Zeit für andere Dinge
Nach der Saison entschieden beide Parteien einvernehmlich, dass es für Rabanser das Beste wäre, zu einem Verein zu wechseln, bei dem er mehr Spielzeit erhält. Tatsächlich stand der 26-Jährige auch mit zahlreichen Vereinen in Kontakt – darunter mit den Wipptal Broncos, bei denen er seine Ausbildung genossen hatte. Letztendlich zog er jedoch aus den eingangs erwähnten Gründen einen Schlussstrich unter seine Laufbahn. „Ich habe in den letzten Tagen Fotos von meiner Jugend angeschaut, als man noch ohne Druck spielen konnte.

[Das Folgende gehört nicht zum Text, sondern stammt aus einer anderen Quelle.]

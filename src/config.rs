//! Configuration Module
//!
//! Handles loading and managing server configuration from environment variables.

use std::env;
use std::str::FromStr;
use std::time::Duration;

use crate::cache::{DEFAULT_SLIDING_WINDOW, DEFAULT_TTL};

/// Server configuration parameters.
///
/// All values can be configured via environment variables with sensible defaults.
#[derive(Debug, Clone)]
pub struct Config {
    /// TTL in seconds for stores that do not pass `ttl`
    pub default_ttl: u64,
    /// How far each read extends an entry, in seconds
    pub sliding_window: u64,
    /// HTTP server port
    pub server_port: u16,
    /// Expiry sweep interval in seconds
    pub sweep_interval: u64,
}

impl Config {
    /// Creates a new Config by loading values from environment variables.
    ///
    /// # Environment Variables
    /// - `DEFAULT_TTL` - Default TTL in seconds (default: 300)
    /// - `SLIDING_WINDOW` - Sliding expiration window in seconds (default: 60)
    /// - `SERVER_PORT` - HTTP server port (default: 3000)
    /// - `SWEEP_INTERVAL` - Expiry sweep frequency in seconds (default: 5)
    ///
    /// Unset or unparsable variables keep their default.
    pub fn from_env() -> Self {
        let defaults = Self::default();
        Self {
            default_ttl: env_or("DEFAULT_TTL", defaults.default_ttl),
            sliding_window: env_or("SLIDING_WINDOW", defaults.sliding_window),
            server_port: env_or("SERVER_PORT", defaults.server_port),
            sweep_interval: env_or("SWEEP_INTERVAL", defaults.sweep_interval),
        }
    }

    pub fn default_ttl(&self) -> Duration {
        Duration::from_secs(self.default_ttl)
    }

    pub fn sliding_window(&self) -> Duration {
        Duration::from_secs(self.sliding_window)
    }

    /// Never zero; a zero interval would make the sweep task spin.
    pub fn sweep_interval(&self) -> Duration {
        Duration::from_secs(self.sweep_interval.max(1))
    }
}

impl Default for Config {
    fn default() -> Self {
        Self {
            default_ttl: DEFAULT_TTL.as_secs(),
            sliding_window: DEFAULT_SLIDING_WINDOW.as_secs(),
            server_port: 3000,
            sweep_interval: 5,
        }
    }
}

fn env_or<T: FromStr>(name: &str, default: T) -> T {
    env::var(name)
        .ok()
        .and_then(|v| v.parse().ok())
        .unwrap_or(default)
}

#[cfg(test)]
mod tests {
    use super::*;

    #[test]
    fn test_config_default() {
        let config = Config::default();
        assert_eq!(config.default_ttl, 300);
        assert_eq!(config.sliding_window, 60);
        assert_eq!(config.server_port, 3000);
        assert_eq!(config.sweep_interval, 5);
    }

    #[test]
    fn test_config_durations() {
        let config = Config {
            sweep_interval: 0,
            ..Config::default()
        };
        assert_eq!(config.default_ttl(), Duration::from_secs(300));
        assert_eq!(config.sliding_window(), Duration::from_secs(60));
        assert_eq!(config.sweep_interval(), Duration::from_secs(1));
    }

    #[test]
    fn test_config_from_env_defaults() {
        // Clear any existing env vars to test defaults
        env::remove_var("DEFAULT_TTL");
        env::remove_var("SLIDING_WINDOW");
        env::remove_var("SERVER_PORT");
        env::remove_var("SWEEP_INTERVAL");

        let config = Config::from_env();
        assert_eq!(config.default_ttl, 300);
        assert_eq!(config.sliding_window, 60);
        assert_eq!(config.server_port, 3000);
        assert_eq!(config.sweep_interval, 5);
    }
}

Das hat mich sehr berührt, weil viele Erinnerungen hochgekommen sind“, meint Rabanser.Jakob Rabanser wurde mit der U14 der Wipptal Broncos Italienmeister. © Privat
Dass er bei seinem Heimatverein die Chance bekommen habe, erster Tormann zu sein, war für ihn genauso ein prägender Moment wie das Abenteuer beim HCP. Jetzt freut sich der Wipptaler über ein neues Kapitel in seinem Leben fernab der drei Torstangen. „Am Abend mit meinen Freunden zusammensitzen, wandern oder Rad fahren gehen – diese Dinge sind zuletzt zu kurz gekommen, weil ich so stark durch das Eishockey gebunden war. Jetzt kann ich sie wieder ausleben. Vom Sport halte ich mich aktuell ein wenig fern, auch wenn ich mir sicher bin, dass ich in einigen Monaten im Stadion sein werde, um meine ehemaligen Teamkollegen anzufeuern“, sagt Rabanser abschließend.